Without changing a single word, output each entry.
__________
//! Compute driver adapter
//!
//! [`LxcDriver`] is the entry point the orchestration framework calls. It
//! forwards lifecycle operations to a [`ContainerManager`] and host queries
//! to [`HostOps`], and answers the few queries it can serve itself (power
//! state mapping, volume connector, node names).

use flex_core::{
    DriverOptions, Error, HostResources, Instance, InstanceEvent, InstanceId, NetworkInterface,
    Result, UnknownStatePolicy,
};
use std::path::Path;
use std::time::SystemTime;

use crate::hostops::HostOps;
use crate::manager::ContainerManager;
use crate::state::{
    BlockDevice, ConnectionInfo, ContainerState, InstanceInfo, PowerState, RebootType,
    VolumeConnector,
};

/// LXC compute driver
#[derive(Debug)]
pub struct LxcDriver<C, H> {
    containers: C,
    hostops: H,
    options: DriverOptions,
}

impl<C: ContainerManager, H: HostOps> LxcDriver<C, H> {
    /// Create a driver over a container manager and host ops
    pub const fn new(containers: C, hostops: H, options: DriverOptions) -> Self {
        Self {
            containers,
            hostops,
            options,
        }
    }

    /// Container manager
    pub const fn containers(&self) -> &C {
        &self.containers
    }

    /// Host ops
    pub const fn hostops(&self) -> &H {
        &self.hostops
    }

    /// Driver options
    pub const fn options(&self) -> &DriverOptions {
        &self.options
    }

    /// Prepare the host
    pub async fn init_host(&self, host: &str) -> Result<()> {
        tracing::info!(host, "Initializing LXC compute host");
        self.containers.init().await
    }

    /// Instances present on the host
    pub async fn list_instances(&self) -> Result<Vec<InstanceId>> {
        self.containers.list().await
    }

    /// Create and start an instance
    pub async fn spawn(
        &self,
        instance: &Instance,
        network_info: &[NetworkInterface],
        block_devices: &[BlockDevice],
    ) -> Result<()> {
        let result = self
            .containers
            .spawn(instance, network_info, block_devices)
            .await;
        report(&instance.id, result, |id, timestamp| InstanceEvent::Spawned {
            id,
            timestamp,
        })
    }

    /// Reboot an instance
    pub async fn reboot(
        &self,
        instance: &Instance,
        network_info: &[NetworkInterface],
        reboot_type: RebootType,
    ) -> Result<()> {
        let result = self
            .containers
            .reboot(instance, network_info, reboot_type)
            .await;
        report(&instance.id, result, |id, timestamp| InstanceEvent::Rebooted {
            id,
            timestamp,
        })
    }

    /// Power off an instance
    pub async fn power_off(&self, instance: &Instance) -> Result<()> {
        let result = self.containers.stop(instance).await;
        report(&instance.id, result, |id, timestamp| {
            InstanceEvent::PoweredOff { id, timestamp }
        })
    }

    /// Power on an instance
    pub async fn power_on(
        &self,
        instance: &Instance,
        network_info: &[NetworkInterface],
    ) -> Result<()> {
        let result = self.containers.start(instance, network_info).await;
        report(&instance.id, result, |id, timestamp| {
            InstanceEvent::PoweredOn { id, timestamp }
        })
    }

    /// Destroy an instance, removing its disks when `destroy_disks` is set
    pub async fn destroy(
        &self,
        instance: &Instance,
        network_info: &[NetworkInterface],
        destroy_disks: bool,
    ) -> Result<()> {
        let result = self
            .containers
            .destroy(instance, network_info, destroy_disks)
            .await;
        report(&instance.id, result, |id, timestamp| {
            InstanceEvent::Destroyed { id, timestamp }
        })
    }

    /// Attach a volume to an instance at `mountpoint`
    pub async fn attach_volume(
        &self,
        connection_info: &ConnectionInfo,
        instance: &Instance,
        mountpoint: &str,
    ) -> Result<()> {
        let result = self
            .containers
            .attach_volume(connection_info, instance, mountpoint)
            .await;
        report(&instance.id, result, |id, timestamp| {
            InstanceEvent::VolumeAttached {
                id,
                mountpoint: mountpoint.to_string(),
                timestamp,
            }
        })
    }

    /// Detach the volume at `mountpoint`
    pub async fn detach_volume(
        &self,
        connection_info: &ConnectionInfo,
        instance: &Instance,
        mountpoint: &str,
    ) -> Result<()> {
        let result = self
            .containers
            .detach_volume(connection_info, instance, mountpoint)
            .await;
        report(&instance.id, result, |id, timestamp| {
            InstanceEvent::VolumeDetached {
                id,
                mountpoint: mountpoint.to_string(),
                timestamp,
            }
        })
    }

    /// Power state and limits of an instance
    pub async fn get_info(&self, instance: &Instance) -> Result<InstanceInfo> {
        let state = self.containers.state(&instance.id).await?;
        let power = self.power_state(state);

        tracing::debug!(
            instance_id = %instance.id,
            container_state = %state,
            power_state = %power,
            "Mapped container state"
        );

        Ok(InstanceInfo::from_flavor(
            power,
            instance.flavor.memory(),
            instance.flavor.vcpus,
        ))
    }

    /// Map a container state to the framework's power state
    #[must_use]
    pub const fn power_state(&self, state: ContainerState) -> PowerState {
        match state {
            ContainerState::Running => PowerState::Running,
            ContainerState::Stopped => PowerState::Shutdown,
            ContainerState::Unknown => match self.options.unknown_power_state {
                UnknownStatePolicy::Running => PowerState::Running,
                UnknownStatePolicy::Shutdown => PowerState::Shutdown,
            },
        }
    }

    /// Console log of an instance
    pub async fn get_console_output(&self, instance: &Instance) -> Result<String> {
        self.containers.console_output(instance).await
    }

    /// Resource inventory for `nodename`
    pub async fn get_available_resource(&self, nodename: &str) -> Result<HostResources> {
        self.hostops.get_available_resource(nodename).await
    }

    /// Host statistics
    pub async fn get_host_stats(&self, refresh: bool) -> Result<HostResources> {
        self.hostops.get_host_stats(refresh).await
    }

    /// Host identity for the volume service
    pub async fn get_volume_connector(&self, instance: &Instance) -> Result<VolumeConnector> {
        let initiator = read_initiator(&self.options.initiator_file).await?;
        let host = match &self.options.host {
            Some(host) => host.clone(),
            None => hostname()?,
        };

        tracing::debug!(
            instance_id = %instance.id,
            host = %host,
            has_initiator = initiator.is_some(),
            "Built volume connector"
        );

        Ok(VolumeConnector {
            ip: self.options.my_ip.clone(),
            initiator,
            host,
        })
    }

    /// Compute nodes served by this driver
    pub fn get_available_nodes(&self) -> Result<Vec<String>> {
        Ok(vec![hostname()?])
    }
}

fn report(
    id: &InstanceId,
    result: Result<()>,
    event: impl FnOnce(InstanceId, SystemTime) -> InstanceEvent,
) -> Result<()> {
    match &result {
        Ok(()) => event(id.clone(), SystemTime::now()).emit_trace(),
        Err(e) => InstanceEvent::Error {
            id: id.clone(),
            message: e.to_string(),
            timestamp: SystemTime::now(),
        }
        .emit_trace(),
    }
    result
}

/// System host name
pub fn hostname() -> Result<String> {
    let name = nix::unistd::gethostname()?;
    name.into_string().map_err(|name| Error::InvalidConfig {
        message: format!("hostname is not valid UTF-8: {}", name.to_string_lossy()),
    })
}

/// Read the iSCSI initiator name from `InitiatorName=` in `path`
///
/// A missing file means the host has no initiator.
pub async fn read_initiator(path: &Path) -> Result<Option<String>> {
    let contents = match tokio::fs::read_to_string(path).await {
        Ok(contents) => contents,
        Err(e) if e.kind() == std::io::ErrorKind::NotFound => return Ok(None),
        Err(e) => return Err(e.into()),
    };

    Ok(parse_initiator(&contents))
}

/// Extract the `InitiatorName=` value from an initiator file
#[must_use]
pub fn parse_initiator(contents: &str) -> Option<String> {
    contents
        .lines()
        .map(str::trim)
        .filter(|line| !line.starts_with('#'))
        .find_map(|line| line.strip_prefix("InitiatorName="))
        .map(str::trim)
        .filter(|name| !name.is_empty())
        .map(str::to_string)
}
__________
▶ _ANSWER TO THIS PROBLEM_:
//! Compute driver adapter
//!
//! [`LxcDriver`] is the entry point the orchestration framework calls. It
//! forwards lifecycle operations to a [`ContainerManager`] and host queries
//! to [`HostOps`], and answers the few queries it can serve itself (power
//! state mapping, volume connector, node names).

use flex_core::{
    DriverOptions, Error, HostResources, Instance, InstanceEvent, InstanceId, NetworkInterface,
    Result, UnknownStatePolicy,
};
use std::path::Path;
use std::time::SystemTime;

use crate::hostops::HostOps;
use crate::manager::ContainerManager;
use crate::state::{
    BlockDevice, ConnectionInfo, ContainerState, InstanceInfo, PowerState, RebootType,
    VolumeConnector,
};

/// LXC compute driver
#[derive(Debug)]
pub struct LxcDriver<C, H> {
    containers: C,
    hostops: H,
    options: DriverOptions,
}

impl<C: ContainerManager, H: HostOps> LxcDriver<C, H> {
    /// Create a driver over a container manager and host ops
    pub const fn new(containers: C, hostops: H, options: DriverOptions) -> Self {
        Self {
            containers,
            hostops,
            options,
        }
    }

    /// Container manager
    pub const fn containers(&self) -> &C {
        &self.containers
    }

    /// Host ops
    pub const fn hostops(&self) -> &H {
        &self.hostops
    }

    /// Driver options
    pub const fn options(&self) -> &DriverOptions {
        &self.options
    }

    /// Prepare the host
    pub async fn init_host(&self, host: &str) -> Result<()> {
        tracing::info!(host, "Initializing LXC compute host");
        self.containers.init().await
    }

    /// Instances present on the host
    pub async fn list_instances(&self) -> Result<Vec<InstanceId>> {
        self.containers.list().await
    }

    /// Create and start an instance
    pub async fn spawn(
        &self,
        instance: &Instance,
        network_info: &[NetworkInterface],
        block_devices: &[BlockDevice],
    ) -> Result<()> {
        let result = self
            .containers
            .spawn(instance, network_info, block_devices)
            .await;
        report(&instance.id, result, |id, timestamp| InstanceEvent::Spawned {
            id,
            timestamp,
        })
    }

    /// Reboot an instance
    pub async fn reboot(
        &self,
        instance: &Instance,
        network_info: &[NetworkInterface],
        reboot_type: RebootType,
    ) -> Result<()> {
        let result = self
            .containers
            .reboot(instance, network_info, reboot_type)
            .await;
        report(&instance.id, result, |id, timestamp| InstanceEvent::Rebooted {
            id,
            timestamp,
        })
    }

    /// Power off an instance
    pub async fn power_off(&self, instance: &Instance) -> Result<()> {
        let result = self.containers.stop(instance).await;
        report(&instance.id, result, |id, timestamp| {
            InstanceEvent::PoweredOff { id, timestamp }
        })
    }

    /// Power on an instance
    pub async fn power_on(
        &self,
        instance: &Instance,
        network_info: &[NetworkInterface],
    ) -> Result<()> {
        let result = self.containers.start(instance, network_info).await;
        report(&instance.id, result, |id, timestamp| {
            InstanceEvent::PoweredOn { id, timestamp }
        })
    }

    /// Destroy an instance, removing its disks when `destroy_disks` is set
    pub async fn destroy(
        &self,
        instance: &Instance,
        network_info: &[NetworkInterface],
        destroy_disks: bool,
    ) -> Result<()> {
        let result = self
            .containers
            .destroy(instance, network_info, destroy_disks)
            .await;
        report(&instance.id, result, |id, timestamp| {
            InstanceEvent::Destroyed { id, timestamp }
        })
    }

    /// Attach a volume to an instance at `mountpoint`
    pub async fn attach_volume(
        &self,
        connection_info: &ConnectionInfo,
        instance: &Instance,
        mountpoint: &str,
    ) -> Result<()> {
        let result = self
            .containers
            .attach_volume(connection_info, instance, mountpoint)
            .await;
        report(&instance.id, result, |id, timestamp| {
            InstanceEvent::VolumeAttached {
                id,
                mountpoint: mountpoint.to_string(),
                timestamp,
            }
        })
    }

    /// Detach the volume at `mountpoint`
    pub async fn detach_volume(
        &self,
        connection_info: &ConnectionInfo,
        instance: &Instance,
        mountpoint: &str,
    ) -> Result<()> {
        let result = self
            .containers
            .detach_volume(connection_info, instance, mountpoint)
            .await;
        report(&instance.id, result, |id, timestamp| {
            InstanceEvent::VolumeDetached {
                id,
                mountpoint: mountpoint.to_string(),
                timestamp,
            }
        })
    }

    /// Power state and limits of an instance
    pub async fn get_info(&self, instance: &Instance) -> Result<InstanceInfo> {
        let state = self.containers.state(&instance.id).await?;
        let power = self.power_state(state);

        tracing::debug!(
            instance_id = %instance.id,
            container_state = %state,
            power_state = %power,
            "Mapped container state"
        );

        Ok(InstanceInfo::from_flavor(
            power,
            instance.flavor.memory(),
            instance.flavor.vcpus,
        ))
    }

    /// Map a container state to the framework's power state
    #[must_use]
    pub const fn power_state(&self, state: ContainerState) -> PowerState {
        match state {
            ContainerState::Running => PowerState::Running,
            ContainerState::Stopped => PowerState::Shutdown,
            ContainerState::Unknown => match self.options.unknown_power_state {
                UnknownStatePolicy::Running => PowerState::Running,
                UnknownStatePolicy::Shutdown => PowerState::Shutdown,
            },
        }
    }

    /// Console log of an instance
    pub async fn get_console_output(&self, instance: &Instance) -> Result<String> {
        self.containers.console_output(instance).await
    }

    /// Resource inventory for `nodename`
    pub async fn get_available_resource(&self, nodename: &str) -> Result<HostResources> {
        self.hostops.get_available_resource(nodename).await
    }

    /// Host statistics
    pub async fn get_host_stats(&self, refresh: bool) -> Result<HostResources> {
        self.hostops.get_host_stats(refresh).await
    }

    /// Host identity for the volume service
    pub async fn get_volume_connector(&self, instance: &Instance) -> Result<VolumeConnector> {
        let initiator = read_initiator(&self.options.initiator_file).await?;
        let host = match &self.options.host {
            Some(host) => host.clone(),
            None => hostname()?,
        };

        tracing::debug!(
            instance_id = %instance.id,
            host = %host,
            has_initiator = initiator.is_some(),
            "Built volume connector"
        );

        Ok(VolumeConnector {
            ip: self.options.my_ip.clone(),
            initiator,
            host,
        })
    }

    /// Compute nodes served by this driver
    pub fn get_available_nodes(&self) -> Result<Vec<String>> {
        Ok(vec![hostname()?])
    }
}

fn report(
    id: &InstanceId,
    result: Result<()>,
    event: impl FnOnce(InstanceId, SystemTime) -> InstanceEvent,
) -> Result<()> {
    match &result {
        Ok(()) => event(id.clone(), SystemTime::now()).emit_trace(),
        Err(e) => InstanceEvent::Error {
            id: id.clone(),
            message: e.to_string(),
            timestamp: SystemTime::now(),
        }
        .emit_trace(),
    }
    result
}

/// System host name
pub fn hostname() -> Result<String> {
    let name = nix::unistd::gethostname()?;
    name.into_string().map_err(|name| Error::InvalidConfig {
        message: format!("hostname is not valid UTF-8: {}", name.to_string_lossy()),
    })
}

/// Read the iSCSI initiator name from `InitiatorName=` in `path`
///
/// A missing file means the host has no initiator.
pub async fn read_initiator(path: &Path) -> Result<Option<String>> {
    let contents = match tokio::fs::read_to_string(path).await {
        Ok(contents) => contents,
        Err(e) if e.kind() == std::io::ErrorKind::NotFound => return Ok(None),
        Err(e) => return Err(e.into()),
    };

    Ok(parse_initiator(&contents))
}

/// Extract the `InitiatorName=` value from an initiator file
#[must_use]
pub fn parse_initiator(contents: &str) -> Option<String> {
    contents
        .lines()
        .map(str::trim)
        .filter(|line| !line.starts_with('#'))
        .find_map(|line| line.strip_prefix("InitiatorName="))
        .map(str::trim)
        .filter(|name| !name.is_empty())
        .map(str::to_string)
}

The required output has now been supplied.